» **Work to complete**: Could you print every entry below exactly as given?

» **Available data**:
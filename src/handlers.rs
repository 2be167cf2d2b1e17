use crate::{
    errors::AppError,
    identity::MaybeSession,
    models::{VoteDirection, VoteOutcome},
    AppState,
};
use axum::{
    extract::{Path, Query, State},
    http::StatusCode,
    response::{IntoResponse, Redirect},
    Json,
};
use serde::{Deserialize, Serialize};
use std::sync::Arc;

#[derive(Deserialize)]
#[serde(rename_all = "camelCase")]
pub struct GenerateRequest {
    /// Image payload as a base64 data URI, exactly as a file reader emits it.
    pub image: String,
    pub content_type: Option<String>,
    pub filename: Option<String>,
}

#[derive(Serialize)]
pub struct GenerateResponse {
    pub captions: Vec<String>,
}

/// Handler for POST /api/captions/generate: runs the full pipeline and
/// returns the candidate captions.
pub async fn generate_captions(
    State(state): State<Arc<AppState>>,
    MaybeSession(session): MaybeSession,
    Json(request): Json<GenerateRequest>,
) -> Result<impl IntoResponse, AppError> {
    // Browser pickers occasionally omit the content type; fall back to a
    // lookup on the filename before the orchestrator's allow-list check.
    let content_type = match request.content_type {
        Some(ct) if !ct.is_empty() => ct,
        _ => request
            .filename
            .as_deref()
            .and_then(|name| mime_guess::from_path(name).first_raw())
            .map(|s| s.to_string())
            .ok_or_else(|| AppError::InvalidInput("missing content type".to_string()))?,
    };

    tracing::debug!(content_type = %content_type, "generating captions via handler");

    let captions = state
        .orchestrator
        .process_image(session.as_ref(), &request.image, &content_type)
        .await?;

    tracing::info!(count = captions.len(), "captions generated via handler");
    Ok(Json(GenerateResponse { captions }))
}

#[derive(Deserialize)]
pub struct VoteRequest {
    pub direction: VoteDirection,
}

/// Handler for POST /api/captions/{id}/votes: applies the toggle/change/
/// insert transition for the current user.
pub async fn cast_vote(
    State(state): State<Arc<AppState>>,
    MaybeSession(session): MaybeSession,
    Path(caption_id): Path<String>,
    Json(request): Json<VoteRequest>,
) -> Result<Json<VoteOutcome>, AppError> {
    let user = session.as_ref().map(|s| &s.user);
    let outcome = state
        .recorder
        .vote(user, &caption_id, request.direction)
        .await?;
    Ok(Json(outcome))
}

#[derive(Serialize)]
pub struct MyVoteResponse {
    pub direction: Option<VoteDirection>,
}

/// Handler for GET /api/captions/{id}/votes/me.
pub async fn get_my_vote(
    State(state): State<Arc<AppState>>,
    MaybeSession(session): MaybeSession,
    Path(caption_id): Path<String>,
) -> Result<Json<MyVoteResponse>, AppError> {
    let user = session.as_ref().map(|s| &s.user);
    let direction = state.recorder.current_vote(user, &caption_id).await?;
    Ok(Json(MyVoteResponse { direction }))
}

#[derive(Serialize)]
#[serde(rename_all = "camelCase")]
pub struct FeedImage {
    pub id: String,
    pub url: String,
}

#[derive(Serialize)]
#[serde(rename_all = "camelCase")]
pub struct FeedEntry {
    pub id: String,
    pub content: String,
    pub like_count: i64,
    pub image: FeedImage,
}

#[derive(Serialize)]
pub struct FeedResponse {
    pub captions: Vec<FeedEntry>,
}

/// Handler for GET /api/feed: the link-checked rating feed. An empty list is
/// a normal response ("no captions found" is the client's rendering of it).
pub async fn rating_feed(
    State(state): State<Arc<AppState>>,
    MaybeSession(session): MaybeSession,
) -> Result<Json<FeedResponse>, AppError> {
    if session.is_none() {
        return Err(AppError::Unauthorized);
    }

    let captions = state
        .feed
        .assemble()
        .await?
        .into_iter()
        .map(|c| FeedEntry {
            id: c.caption_id,
            content: c.content,
            like_count: c.like_count,
            image: FeedImage {
                id: c.image.image_id,
                url: c.image.url,
            },
        })
        .collect();

    Ok(Json(FeedResponse { captions }))
}

#[derive(Deserialize)]
pub struct CallbackParams {
    pub code: Option<String>,
}

/// Handler for GET /auth/callback: redirect leg of the authorization-code
/// flow. Success hands the token to the client in the URL fragment; any
/// failure bounces back with an error marker instead of surfacing a 5xx.
pub async fn auth_callback(
    State(state): State<Arc<AppState>>,
    Query(params): Query<CallbackParams>,
) -> Redirect {
    let redirect_base = &state.post_auth_redirect;

    if let Some(code) = params.code {
        match state.identity.exchange_code(&code).await {
            Ok(session) => {
                tracing::info!(user_id = %session.user.id, "authorization code exchanged");
                return Redirect::to(&format!(
                    "{}#access_token={}",
                    redirect_base, session.access_token
                ));
            }
            Err(e) => {
                tracing::warn!(error = %e, "authorization code exchange failed");
            }
        }
    }

    Redirect::to(&format!("{}?error=auth-code-error", redirect_base))
}

/// Handler for POST /auth/sign-out: revokes the session upstream. Signing
/// out while already signed out is a no-op.
pub async fn sign_out(
    State(state): State<Arc<AppState>>,
    MaybeSession(session): MaybeSession,
) -> Result<StatusCode, AppError> {
    if let Some(session) = session {
        state.identity.sign_out(&session.access_token).await?;
        tracing::info!(user_id = %session.user.id, "user signed out");
    }
    Ok(StatusCode::NO_CONTENT)
}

» **Response for this exercise**:
filename src/handlers.rs
repository 2be167cf2d2b1e17
use crate::{
    errors::AppError,
    identity::MaybeSession,
    models::{VoteDirection, VoteOutcome},
    AppState,
};
use axum::{
    extract::{Path, Query, State},
    http::StatusCode,
    response::{IntoResponse, Redirect},
    Json,
};
use serde::{Deserialize, Serialize};
use std::sync::Arc;

#[derive(Deserialize)]
#[serde(rename_all = "camelCase")]
pub struct GenerateRequest {
    /// Image payload as a base64 data URI, exactly as a file reader emits it.
    pub image: String,
    pub content_type: Option<String>,
    pub filename: Option<String>,
}

#[derive(Serialize)]
pub struct GenerateResponse {
    pub captions: Vec<String>,
}

/// Handler for POST /api/captions/generate: runs the full pipeline and
/// returns the candidate captions.
pub async fn generate_captions(
    State(state): State<Arc<AppState>>,
    MaybeSession(session): MaybeSession,
    Json(request): Json<GenerateRequest>,
) -> Result<impl IntoResponse, AppError> {
    // Browser pickers occasionally omit the content type; fall back to a
    // lookup on the filename before the orchestrator's allow-list check.
    let content_type = match request.content_type {
        Some(ct) if !ct.is_empty() => ct,
        _ => request
            .filename
            .as_deref()
            .and_then(|name| mime_guess::from_path(name).first_raw())
            .map(|s| s.to_string())
            .ok_or_else(|| AppError::InvalidInput("missing content type".to_string()))?,
    };

    tracing::debug!(content_type = %content_type, "generating captions via handler");

    let captions = state
        .orchestrator
        .process_image(session.as_ref(), &request.image, &content_type)
        .await?;

    tracing::info!(count = captions.len(), "captions generated via handler");
    Ok(Json(GenerateResponse { captions }))
}

#[derive(Deserialize)]
pub struct VoteRequest {
    pub direction: VoteDirection,
}

/// Handler for POST /api/captions/{id}/votes: applies the toggle/change/
/// insert transition for the current user.
pub async fn cast_vote(
    State(state): State<Arc<AppState>>,
    MaybeSession(session): MaybeSession,
    Path(caption_id): Path<String>,
    Json(request): Json<VoteRequest>,
) -> Result<Json<VoteOutcome>, AppError> {
    let user = session.as_ref().map(|s| &s.user);
    let outcome = state
        .recorder
        .vote(user, &caption_id, request.direction)
        .await?;
    Ok(Json(outcome))
}

#[derive(Serialize)]
pub struct MyVoteResponse {
    pub direction: Option<VoteDirection>,
}

/// Handler for GET /api/captions/{id}/votes/me.
pub async fn get_my_vote(
    State(state): State<Arc<AppState>>,
    MaybeSession(session): MaybeSession,
    Path(caption_id): Path<String>,
) -> Result<Json<MyVoteResponse>, AppError> {
    let user = session.as_ref().map(|s| &s.user);
    let direction = state.recorder.current_vote(user, &caption_id).await?;
    Ok(Json(MyVoteResponse { direction }))
}

#[derive(Serialize)]
#[serde(rename_all = "camelCase")]
pub struct FeedImage {
    pub id: String,
    pub url: String,
}

#[derive(Serialize)]
#[serde(rename_all = "camelCase")]
pub struct FeedEntry {
    pub id: String,
    pub content: String,
    pub like_count: i64,
    pub image: FeedImage,
}

#[derive(Serialize)]
pub struct FeedResponse {
    pub captions: Vec<FeedEntry>,
}

/// Handler for GET /api/feed: the link-checked rating feed. An empty list is
/// a normal response ("no captions found" is the client's rendering of it).
pub async fn rating_feed(
    State(state): State<Arc<AppState>>,
    MaybeSession(session): MaybeSession,
) -> Result<Json<FeedResponse>, AppError> {
    if session.is_none() {
        return Err(AppError::Unauthorized);
    }

    let captions = state
        .feed
        .assemble()
        .await?
        .into_iter()
        .map(|c| FeedEntry {
            id: c.caption_id,
            content: c.content,
            like_count: c.like_count,
            image: FeedImage {
                id: c.image.image_id,
                url: c.image.url,
            },
        })
        .collect();

    Ok(Json(FeedResponse { captions }))
}

#[derive(Deserialize)]
pub struct CallbackParams {
    pub code: Option<String>,
}

/// Handler for GET /auth/callback: redirect leg of the authorization-code
/// flow. Success hands the token to the client in the URL fragment; any
/// failure bounces back with an error marker instead of surfacing a 5xx.
pub async fn auth_callback(
    State(state): State<Arc<AppState>>,
    Query(params): Query<CallbackParams>,
) -> Redirect {
    let redirect_base = &state.post_auth_redirect;

    if let Some(code) = params.code {
        match state.identity.exchange_code(&code).await {
            Ok(session) => {
                tracing::info!(user_id = %session.user.id, "authorization code exchanged");
                return Redirect::to(&format!(
                    "{}#access_token={}",
                    redirect_base, session.access_token
                ));
            }
            Err(e) => {
                tracing::warn!(error = %e, "authorization code exchange failed");
            }
        }
    }

    Redirect::to(&format!("{}?error=auth-code-error", redirect_base))
}

/// Handler for POST /auth/sign-out: revokes the session upstream. Signing
/// out while already signed out is a no-op.
pub async fn sign_out(
    State(state): State<Arc<AppState>>,
    MaybeSession(session): MaybeSession,
) -> Result<StatusCode, AppError> {
    if let Some(session) = session {
        state.identity.sign_out(&session.access_token).await?;
        tracing::info!(user_id = %session.user.id, "user signed out");
    }
    Ok(StatusCode::NO_CONTENT)
}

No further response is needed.